Todas as atividades do trabalho foram realizadas e sistematizadas pelos alunos. O resultado foi um esquema que representou as múltiplas relações existentes entre o espaço de vivência de cada um com outros lugares, por meio do consumo de um produto.

Ilustração 28 – Esquema representando a relação entre o espaço rural e urbano e entre diferentes lugares envolvendo um produto consumido pelos alunos.

A atividade suscitou ainda a reflexão sobre a presença de indústrias em Caxias do Sul e a relação dos educandos com elas, já que, em sua maior parte, são filhos de metalúrgicos que trabalham nas indústrias metal-mecânicas da cidade.
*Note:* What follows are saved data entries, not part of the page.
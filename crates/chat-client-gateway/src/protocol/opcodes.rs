//! Gateway operation codes
//!
//! Every frame on the gateway connection carries one of these codes.
//! Unknown codes decode to `None` and are logged and ignored by the
//! session rather than guessed at.

use serde::{Deserialize, Deserializer, Serialize, Serializer};

/// Gateway operation codes
#[derive(Debug, Clone, Copy, PartialEq, Eq, Hash)]
#[repr(u8)]
pub enum OpCode {
    /// Server dispatches an event (receive only)
    Dispatch = 0,
    /// Heartbeat - keep connection alive (send; server may request one)
    Heartbeat = 1,
    /// Identify - start a brand-new session (send only)
    Identify = 2,
    /// Presence Update - update online status (send only)
    PresenceUpdate = 3,
    /// Resume - reattach to a dropped session (send only)
    Resume = 4,
    /// Reconnect - server asks us to drop and resume (receive only)
    Reconnect = 5,
    /// Invalid Session - identify or resume was rejected (receive only)
    InvalidSession = 7,
    /// Hello - first frame after connect, carries heartbeat interval (receive only)
    Hello = 10,
    /// Heartbeat ACK - server acknowledged our heartbeat (receive only)
    HeartbeatAck = 11,
}

impl OpCode {
    /// Create an `OpCode` from a raw integer value
    #[must_use]
    pub fn from_u8(value: u8) -> Option<Self> {
        match value {
            0 => Some(Self::Dispatch),
            1 => Some(Self::Heartbeat),
            2 => Some(Self::Identify),
            3 => Some(Self::PresenceUpdate),
            4 => Some(Self::Resume),
            5 => Some(Self::Reconnect),
            7 => Some(Self::InvalidSession),
            10 => Some(Self::Hello),
            11 => Some(Self::HeartbeatAck),
            _ => None,
        }
    }

    /// Get the raw integer value
    #[must_use]
    pub const fn as_u8(self) -> u8 {
        self as u8
    }

    /// Check if this op code may be sent by the client
    #[must_use]
    pub const fn is_sendable(self) -> bool {
        matches!(
            self,
            Self::Heartbeat | Self::Identify | Self::PresenceUpdate | Self::Resume
        )
    }

    /// Check if this op code may arrive from the server
    #[must_use]
    pub const fn is_receivable(self) -> bool {
        matches!(
            self,
            Self::Dispatch
                | Self::Heartbeat
                | Self::Reconnect
                | Self::InvalidSession
                | Self::Hello
                | Self::HeartbeatAck
        )
    }

    /// Get the name of this op code
    #[must_use]
    pub const fn name(self) -> &'static str {
        match self {
            Self::Dispatch => "Dispatch",
            Self::Heartbeat => "Heartbeat",
            Self::Identify => "Identify",
            Self::PresenceUpdate => "PresenceUpdate",
            Self::Resume => "Resume",
            Self::Reconnect => "Reconnect",
            Self::InvalidSession => "InvalidSession",
            Self::Hello => "Hello",
            Self::HeartbeatAck => "HeartbeatAck",
        }
    }
}

impl Serialize for OpCode {
    fn serialize<S>(&self, serializer: S) -> Result<S::Ok, S::Error>
    where
        S: Serializer,
    {
        serializer.serialize_u8(self.as_u8())
    }
}

impl<'de> Deserialize<'de> for OpCode {
    fn deserialize<D>(deserializer: D) -> Result<Self, D::Error>
    where
        D: Deserializer<'de>,
    {
        let value = u8::deserialize(deserializer)?;
        Self::from_u8(value).ok_or_else(|| serde::de::Error::custom(format!("unknown op code: {value}")))
    }
}

impl std::fmt::Display for OpCode {
    fn fmt(&self, f: &mut std::fmt::Formatter<'_>) -> std::fmt::Result {
        write!(f, "{} ({})", self.name(), self.as_u8())
    }
}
Por isso, foram postas as seguintes questões:

a) Será que existe alguma fábrica de salgadinho aqui em Caxias do Sul? b) Que outras fábricas você conhece ou já ouviu falar?

Buscou-se direcionar o olhar das crianças para que percebessem que a paisagem urbana de Caxias do Sul é fundamentalmente caracterizada pelas indústrias. Elas puderam perceber que esses estabelecimentos produtivos, no caso as empresas de salgadinhos, resultam da interação entre o homem e a natureza e pela relação entre o espaço rural e o urbano. A ordem produtiva estabelecida pelas indústrias de Caxias do Sul próximas à escola foram reconhecidas e representadas pelos alunos no mapa da cidade.

A interação entre educandos e educadoras foi balizada pelo desenvolvimento de atividades que marcam a vida em sala de aula e conduzem a diversos contextos de aprendizagens, seja pelo uso de materiais ou pelos diálogos e reflexões. Os objetivos propostos nas atividades levaram os alunos a reconhecerem a intenção das educadoras. Ao mesmo tempo, as atividades possibilitaram a identificação em seu contexto e no dos demais lugares que fazem parte das relações sócioespaciais.